*EXERCISE*: Using the entries that follow, collect the lines where the word "while" appears.

MATERIAL SUPPLIED Start Marker

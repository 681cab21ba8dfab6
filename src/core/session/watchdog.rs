//! Keepalive and stall detection.
//!
//! The watchdog itself holds no timers. The state machine asks it for a
//! verdict on every tick and for the delay until the next deadline, which is
//! always measured from the last inbound frame.

use std::time::Duration;
use tokio::time::Instant;

/// What a watchdog tick asks the session to do.
#[derive(Debug, Clone, Copy, PartialEq, Eq)]
pub enum WatchdogVerdict {
    /// Recent inbound activity; nothing to do.
    Healthy,
    /// Quiet for a full interval; probe the peer.
    Ping,
    /// Quiet for two intervals; treat the connection as lost.
    Stalled { silent_for: Duration },
}

#[derive(Debug, Clone, Copy, PartialEq, Eq)]
pub struct Watchdog {
    interval: Duration,
}

impl Watchdog {
    pub fn new(interval: Duration) -> Self {
        Self { interval }
    }

    pub fn interval(&self) -> Duration {
        self.interval
    }

    pub fn stall_threshold(&self) -> Duration {
        self.interval.saturating_mul(2)
    }

    /// Judge liveness from the time of the last inbound frame.
    pub fn check(&self, now: Instant, last_activity: Instant) -> WatchdogVerdict {
        let silent_for = now.saturating_duration_since(last_activity);
        if silent_for >= self.stall_threshold() {
            WatchdogVerdict::Stalled { silent_for }
        } else if silent_for >= self.interval {
            WatchdogVerdict::Ping
        } else {
            WatchdogVerdict::Healthy
        }
    }

    /// Delay until the next deadline (ping, then stall) after `now`.
    ///
    /// Never later than `last_activity + interval` while the peer is within
    /// its first interval, and never later than `last_activity + 2*interval`
    /// afterwards.
    pub fn next_check(&self, now: Instant, last_activity: Instant) -> Duration {
        let silent_for = now.saturating_duration_since(last_activity);
        if silent_for < self.interval {
            self.interval - silent_for
        } else {
            self.stall_threshold()
                .saturating_sub(silent_for)
                .max(Duration::from_millis(1))
        }
    }
}
//! Endpoint URL validation
//!
//! Session endpoints must be WebSocket URLs (`ws://` or `wss://`) with a host.
//! Validation happens before any connection attempt so a typo surfaces as a
//! configuration error instead of a reconnect loop.

use thiserror::Error;
use tracing::warn;
use url::Url;

/// Errors that can occur during endpoint validation
#[derive(Debug, Error)]
pub enum EndpointValidationError {
    #[error("Invalid URL format: {0}")]
    InvalidFormat(#[from] url::ParseError),

    #[error("URL scheme must be ws or wss, got: {0}")]
    UnsupportedScheme(String),
}

/// Validate a session endpoint and return the parsed URL.
///
/// # Example
/// ```
/// use waav_session::utils::validate_endpoint;
///
/// let url = validate_endpoint("wss://voice.example.com/v1/session").unwrap();
/// assert_eq!(url.host_str(), Some("voice.example.com"));
/// assert!(validate_endpoint("https://voice.example.com").is_err());
/// ```
pub fn validate_endpoint(endpoint: &str) -> Result<Url, EndpointValidationError> {
    let url = Url::parse(endpoint)?;

    // ws and wss are special schemes: the parser already rejects an empty host.
    match url.scheme() {
        "ws" | "wss" => Ok(url),
        other => Err(EndpointValidationError::UnsupportedScheme(other.to_string())),
    }
}

/// Warn when credentials would travel over an unencrypted connection.
pub fn warn_if_insecure(url: &Url, has_credentials: bool) {
    if has_credentials && url.scheme() == "ws" {
        warn!(
            host = url.host_str().unwrap_or_default(),
            "Auth token will be sent over an unencrypted ws:// connection"
        );
    }
}
//! Session state: the lifecycle enum and the per-session data it guards.

use bytes::Bytes;
use std::collections::VecDeque;
use std::fmt;
use tokio::time::Instant;

/// Lifecycle state of a session.
#[derive(Debug, Clone, Copy, PartialEq, Eq, Hash)]
pub enum SessionState {
    /// Not yet opened.
    Idle,
    /// A connection attempt is in flight.
    Connecting,
    /// Connected; waiting for the server handshake.
    HandshakePending,
    /// Handshake complete. Frames flow both ways.
    Active,
    /// Waiting to retry; the value is the attempt about to be made.
    Reconnecting(u32),
    /// Terminal until the next `open`.
    Closed,
}

impl SessionState {
    pub fn is_active(&self) -> bool {
        matches!(self, SessionState::Active)
    }

    /// True while a transport connection exists or is being established.
    pub fn is_connected_or_connecting(&self) -> bool {
        matches!(
            self,
            SessionState::Connecting | SessionState::HandshakePending | SessionState::Active
        )
    }

    pub(crate) fn connection_status(&self) -> ConnectionStatus {
        match self {
            SessionState::Connecting => ConnectionStatus::Connecting,
            SessionState::HandshakePending | SessionState::Active => ConnectionStatus::Connected,
            SessionState::Idle | SessionState::Reconnecting(_) | SessionState::Closed => {
                ConnectionStatus::Disconnected
            }
        }
    }
}

impl fmt::Display for SessionState {
    fn fmt(&self, f: &mut fmt::Formatter<'_>) -> fmt::Result {
        match self {
            SessionState::Idle => write!(f, "Idle"),
            SessionState::Connecting => write!(f, "Connecting"),
            SessionState::HandshakePending => write!(f, "HandshakePending"),
            SessionState::Active => write!(f, "Active"),
            SessionState::Reconnecting(attempt) => write!(f, "Reconnecting({attempt})"),
            SessionState::Closed => write!(f, "Closed"),
        }
    }
}

/// Transport-level view of the session.
#[derive(Debug, Clone, Copy, PartialEq, Eq, Hash)]
pub enum ConnectionStatus {
    Connecting,
    Connected,
    Disconnected,
}

/// A party that can hold the turn.
#[derive(Debug, Clone, Copy, PartialEq, Eq, Hash)]
pub enum Speaker {
    User,
    Agent,
}

impl fmt::Display for Speaker {
    fn fmt(&self, f: &mut fmt::Formatter<'_>) -> fmt::Result {
        match self {
            Speaker::User => write!(f, "user"),
            Speaker::Agent => write!(f, "agent"),
        }
    }
}

/// Who is currently speaking.
#[derive(Debug, Clone, Copy, PartialEq, Eq, Hash, Default)]
pub enum Turn {
    #[default]
    Idle,
    UserSpeaking,
    AgentSpeaking,
}

impl Turn {
    pub fn speaking(speaker: Speaker) -> Self {
        match speaker {
            Speaker::User => Turn::UserSpeaking,
            Speaker::Agent => Turn::AgentSpeaking,
        }
    }

    /// The speaker holding the turn, if any.
    pub fn speaker(&self) -> Option<Speaker> {
        match self {
            Turn::Idle => None,
            Turn::UserSpeaking => Some(Speaker::User),
            Turn::AgentSpeaking => Some(Speaker::Agent),
        }
    }
}

/// Handshake values agreed with the server.
#[derive(Debug, Clone, Copy, PartialEq, Eq, Hash)]
pub struct NegotiatedHandshake {
    pub version: u8,
    pub model: u8,
}

/// Mutable per-session data. Owned and mutated only by the state machine.
#[derive(Debug, Default)]
pub struct Session {
    pub handshake: Option<NegotiatedHandshake>,
    pub current_turn: Turn,
    /// Audio sent but not yet released by a queue-drained signal.
    pub outbound_audio_queue: VecDeque<Bytes>,
    pub queue_drain_pending: bool,
    pub reconnect_attempt: u32,
    /// Set by `Pause`, cleared by `Start` and `Restart`.
    pub paused: bool,
    pub last_activity_at: Option<Instant>,
}

impl Session {
    pub fn handshake_complete(&self) -> bool {
        self.handshake.is_some()
    }

    /// Drop the outbound queue without waiting for the peer to drain it.
    pub fn clear_queue(&mut self) {
        self.outbound_audio_queue.clear();
        self.queue_drain_pending = false;
    }

    /// Forget everything tied to the current connection. The reconnect
    /// counter survives so the backoff keeps growing across attempts.
    pub fn reset_connection(&mut self) {
        let reconnect_attempt = self.reconnect_attempt;
        *self = Session {
            reconnect_attempt,
            ..Session::default()
        };
    }
}

/// Point-in-time view of a session, safe to hand to other tasks.
#[derive(Debug, Clone, PartialEq, Eq)]
pub struct SessionSnapshot {
    pub state: SessionState,
    pub connection_status: ConnectionStatus,
    pub turn: Turn,
    pub queue_depth: usize,
    pub queue_drain_pending: bool,
    pub reconnect_attempt: u32,
    pub handshake: Option<NegotiatedHandshake>,
    pub paused: bool,
}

MATERIAL SUPPLIED End Marker

*SOLUTION FOR THIS EXERCISE*:
    /// Never later than `last_activity + interval` while the peer is within
    /// True while a transport connection exists or is being established.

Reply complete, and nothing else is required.